题目：Diagnosis and Classification of Sophisticated Memory-corruption Exploits
报告人：梁振凯
地点：东五楼二楼210学术报告厅
时间：6月20日下午3:00

报告摘要:
Software exploits are one of the major threats to the Internet security. A large family of exploits works by corrupting memory of the victim process to execute malicious code. To quickly respond to these attacks, it is critical to automatically diagnose such exploits to find out how they circumvent existing defense mechanisms. Because of the complexity of the victim programs and sophistication of recent exploits, existing analysis techniques fall short: they either miss important attack steps or report too much irrelevant information. In this paper, based on the observation that the key steps in memory corruption exploits often involve pointer misuses, we propose a novel solution, PointerScope, to use type inference on binary execution to detect the pointer misuses induced by an exploit. These pointer misuses highlight the important attack steps of the exploit, and therefore convey valuable information about the exploit mechanisms. Our approach complements dependency-based solutions to perform more comprehensive diagnosis of sophisticated memory exploits. We prototyped PointerScope and evaluated it using realworld exploit samples and demonstrated that PointerScope can successfully capture the key attack steps, which significantly facilitates attack response. In this talk, we will discuss the design and implementation of PointerScope, as well as it's potential in automatic attack classification.

报告人简介:
Dr. Liang Zhenkai is an assistant professor of the School of Computing, National University of Singapore. His main research interests are in system and software security, web security, and software debugging.
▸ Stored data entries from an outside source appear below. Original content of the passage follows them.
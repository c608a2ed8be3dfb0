//! The classifier service.
//!
//! A classifier maps a batch of preprocessed images to the activations of the
//! layers asked for. Activations come back as an explicit map from layer name
//! to `FeatureMaps`; nothing is captured through side channels.
//!
//! Two small built-in backends are provided, selected through
//! [`ClassifierKind`]. Both are deterministic so runs are reproducible.

use super::{
    activation::{ClassWeights, FeatureMaps, LayerActivations},
    dataset::ImageBatch,
    error::{Error, Result},
};
use rand::{rngs::StdRng, Rng, SeedableRng};
use serde::{Deserialize, Serialize};

/// Anything that can embed a batch of images into per-layer activations.
pub trait Classifier: Send {
    /// Short name used for output folders.
    fn name(&self) -> &str;

    /// Layers this classifier can report, in network order.
    fn layer_names(&self) -> Vec<&str>;

    /// Runs one forward pass and returns the activations of `layers`.
    fn embed(&mut self, batch: &ImageBatch, layers: &[&str]) -> Result<LayerActivations>;

    /// Weights of the final linear layer, if the classifier has one.
    fn class_weights(&self) -> Option<&ClassWeights> {
        None
    }
}

/// The supported classifier backends.
#[derive(Debug, Clone, PartialEq, Serialize, Deserialize)]
#[serde(tag = "kind", rename_all = "snake_case")]
pub enum ClassifierKind {
    /// Seeded random 3x3 convolution, ReLU and 2x2 max pooling, topped by a
    /// random linear head.
    RandomFilters { filters: usize, classes: usize, seed: u64 },

    /// Rectified colour channels, average pooled 4x.
    ColorChannels,
}

impl Default for ClassifierKind {
    fn default() -> Self {
        ClassifierKind::RandomFilters {
            filters: 32,
            classes: 10,
            seed: 42,
        }
    }
}

impl ClassifierKind {
    pub fn build(&self) -> Box<dyn Classifier> {
        match *self {
            ClassifierKind::RandomFilters {
                filters,
                classes,
                seed,
            } => Box::new(RandomFilters::new(filters, classes, seed)),
            ClassifierKind::ColorChannels => Box::new(ColorChannels),
        }
    }

    /// The layer visualized when none is named explicitly.
    pub fn default_layer(&self) -> &'static str {
        match self {
            ClassifierKind::RandomFilters { .. } => "pool",
            ClassifierKind::ColorChannels => "color",
        }
    }
}

/// Output size of a stride-`stride` window sweep that keeps partial windows.
#[inline]
fn ceil_div(size: usize, stride: usize) -> usize {
    size.div_ceil(stride)
}

/// Average pooling with square `window`, partial windows at the far edges.
fn avg_pool(input: &[f32], height: usize, width: usize, window: usize, out: &mut [f32]) {
    let out_w = ceil_div(width, window);
    for (i, value) in out.iter_mut().enumerate() {
        let (oy, ox) = (i / out_w, i % out_w);
        let ys = oy * window..((oy + 1) * window).min(height);
        let mut sum = 0.0;
        let mut count = 0;
        for y in ys {
            for x in ox * window..((ox + 1) * window).min(width) {
                sum += input[y * width + x];
                count += 1;
            }
        }
        *value = sum / count.max(1) as f32;
    }
}

/// Max pooling with square `window`, partial windows at the far edges.
fn max_pool(input: &[f32], height: usize, width: usize, window: usize, out: &mut [f32]) {
    let out_w = ceil_div(width, window);
    for (i, value) in out.iter_mut().enumerate() {
        let (oy, ox) = (i / out_w, i % out_w);
        *value = f32::NEG_INFINITY;
        for y in oy * window..((oy + 1) * window).min(height) {
            for x in ox * window..((ox + 1) * window).min(width) {
                *value = value.max(input[y * width + x]);
            }
        }
    }
}

fn check_layers(known: &[&str], layers: &[&str]) -> Result<()> {
    match layers.iter().find(|layer| !known.contains(*layer)) {
        Some(layer) => Err(Error::MissingLayer(layer.to_string())),
        None => Ok(()),
    }
}

/// A one-block convolutional network with random weights.
pub struct RandomFilters {
    filters: usize,
    /// `[filter][channel][ky][kx]`, flattened.
    kernels: Vec<f32>,
    head: ClassWeights,
}

impl RandomFilters {
    const KERNEL: usize = 3;
    const STRIDE: usize = 2;

    pub fn new(filters: usize, classes: usize, seed: u64) -> Self {
        let mut rng = StdRng::seed_from_u64(seed);
        let kernels = (0..filters * 3 * Self::KERNEL * Self::KERNEL)
            .map(|_| rng.random_range(-1.0..1.0))
            .collect();
        let head = ClassWeights {
            classes,
            units: filters,
            data: (0..classes * filters)
                .map(|_| rng.random_range(-1.0..1.0))
                .collect(),
        };

        Self {
            filters,
            kernels,
            head,
        }
    }

    /// Zero-padded stride-2 convolution followed by ReLU.
    fn conv1(&self, batch: &ImageBatch) -> FeatureMaps {
        let (h, w) = (batch.height(), batch.width());
        let (oh, ow) = (ceil_div(h, Self::STRIDE), ceil_div(w, Self::STRIDE));
        let k = Self::KERNEL;
        let mut maps = FeatureMaps::zeros(batch.len(), self.filters, oh, ow);

        for image in 0..batch.len() {
            let pixels = batch.image(image);
            for filter in 0..self.filters {
                let weights = &self.kernels[filter * 3 * k * k..(filter + 1) * 3 * k * k];
                let out = maps.map_mut(image, filter);

                for oy in 0..oh {
                    for ox in 0..ow {
                        let mut sum = 0.0;
                        for c in 0..3 {
                            for ky in 0..k {
                                let y = (oy * Self::STRIDE + ky) as isize - 1;
                                if y < 0 || y >= h as isize {
                                    continue;
                                }
                                for kx in 0..k {
                                    let x = (ox * Self::STRIDE + kx) as isize - 1;
                                    if x < 0 || x >= w as isize {
                                        continue;
                                    }
                                    sum += weights[(c * k + ky) * k + kx]
                                        * pixels[(c * h + y as usize) * w + x as usize];
                                }
                            }
                        }
                        out[oy * ow + ox] = sum.max(0.0);
                    }
                }
            }
        }

        maps
    }
}

impl Classifier for RandomFilters {
    fn name(&self) -> &str {
        "random_filters"
    }

    fn layer_names(&self) -> Vec<&str> {
        vec!["conv1", "pool"]
    }

    fn embed(&mut self, batch: &ImageBatch, layers: &[&str]) -> Result<LayerActivations> {
        check_layers(&self.layer_names(), layers)?;

        let conv = self.conv1(batch);
        let mut out = LayerActivations::default();

        if layers.contains(&"pool") {
            let (h, w) = conv.spatial();
            let (ph, pw) = (ceil_div(h, 2), ceil_div(w, 2));
            let mut pooled = FeatureMaps::zeros(conv.images(), conv.units(), ph, pw);
            for image in 0..conv.images() {
                for unit in 0..conv.units() {
                    max_pool(conv.map(image, unit), h, w, 2, pooled.map_mut(image, unit));
                }
            }
            out.insert("pool".to_string(), pooled);
        }

        if layers.contains(&"conv1") {
            out.insert("conv1".to_string(), conv);
        }

        Ok(out)
    }

    fn class_weights(&self) -> Option<&ClassWeights> {
        Some(&self.head)
    }
}

/// Rectified colour channels, one unit per channel.
pub struct ColorChannels;

impl ColorChannels {
    const POOL: usize = 4;
}

impl Classifier for ColorChannels {
    fn name(&self) -> &str {
        "color_channels"
    }

    fn layer_names(&self) -> Vec<&str> {
        vec!["color"]
    }

    fn embed(&mut self, batch: &ImageBatch, layers: &[&str]) -> Result<LayerActivations> {
        check_layers(&self.layer_names(), layers)?;

        let (h, w) = (batch.height(), batch.width());
        let (oh, ow) = (ceil_div(h, Self::POOL), ceil_div(w, Self::POOL));
        let mut maps = FeatureMaps::zeros(batch.len(), 3, oh, ow);

        for image in 0..batch.len() {
            let pixels = batch.image(image);
            for c in 0..3 {
                let rectified: Vec<f32> = pixels[c * h * w..(c + 1) * h * w]
                    .iter()
                    .map(|v| v.max(0.0))
                    .collect();
                avg_pool(&rectified, h, w, Self::POOL, maps.map_mut(image, c));
            }
        }

        let mut out = LayerActivations::default();
        if !layers.is_empty() {
            out.insert("color".to_string(), maps);
        }
        Ok(out)
    }
}

#[cfg(test)]
mod tests {
    use super::*;

    fn batch(len: usize, size: usize, value: f32) -> ImageBatch {
        ImageBatch::new(len, size, size, vec![value; len * 3 * size * size]).unwrap()
    }

    #[test]
    fn test_random_filters_shapes() {
        let mut net = RandomFilters::new(4, 3, 7);
        let out = net.embed(&batch(2, 9, 0.5), &["conv1", "pool"]).unwrap();

        let conv = &out["conv1"];
        assert_eq!((conv.images(), conv.units(), conv.spatial()), (2, 4, (5, 5)));
        let pool = &out["pool"];
        assert_eq!((pool.images(), pool.units(), pool.spatial()), (2, 4, (3, 3)));
        assert!(conv.map(1, 3).iter().all(|v| *v >= 0.0));
    }

    #[test]
    fn test_random_filters_are_seeded() {
        let input = batch(1, 8, 0.3);
        let mut a = RandomFilters::new(4, 2, 1);
        let mut b = RandomFilters::new(4, 2, 1);
        assert_eq!(
            a.embed(&input, &["pool"]).unwrap()["pool"],
            b.embed(&input, &["pool"]).unwrap()["pool"]
        );
        assert_eq!(a.class_weights().unwrap().data.len(), 8);
    }

    #[test]
    fn test_unknown_layer_is_rejected() {
        let mut net = ColorChannels;
        assert!(matches!(
            net.embed(&batch(1, 4, 0.0), &["layer4"]),
            Err(Error::MissingLayer(name)) if name == "layer4"
        ));
    }

    #[test]
    fn test_color_channels_pool() {
        let mut net = ColorChannels;
        let out = net.embed(&batch(1, 8, -1.0), &["color"]).unwrap();
        let color = &out["color"];
        assert_eq!(color.spatial(), (2, 2));
        assert_eq!(color.spatial_max(0, 2), 0.0);

        let out = net.embed(&batch(1, 8, 2.0), &["color"]).unwrap();
        assert_eq!(out["color"].map(0, 1), &[2.0; 4]);
        assert!(net.class_weights().is_none());
    }

    #[test]
    fn test_kind_builds_backend() {
        let kind = ClassifierKind::default();
        let net = kind.build();
        assert_eq!(net.name(), "random_filters");
        assert!(net.layer_names().contains(&kind.default_layer()));
        assert_eq!(ClassifierKind::ColorChannels.build().layer_names(), vec!["color"]);
    }
}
He has been working on solutions in malicious program analysis and confinement, malicious JavaScript prevention in the browser environment, and software error detection and debugging techniques. As a co-author, he received the ACM SIGSOFT Distinguished Paper Award at ESEC/FSE in 2009, the Best Paper Award at USENIX Security Symposium in 2007, and the Outstanding Paper Award at the Annual Computer Security Applications Conference (ACSAC) in 2003. He also received the Young Investigator Award of National University of Singapore in 2008. He received his Ph.D. degree in Computer Science from Stony Brook University in 2006, B.S. degree in Computer Science and B.S. degree in Economics from Peking University in 1999.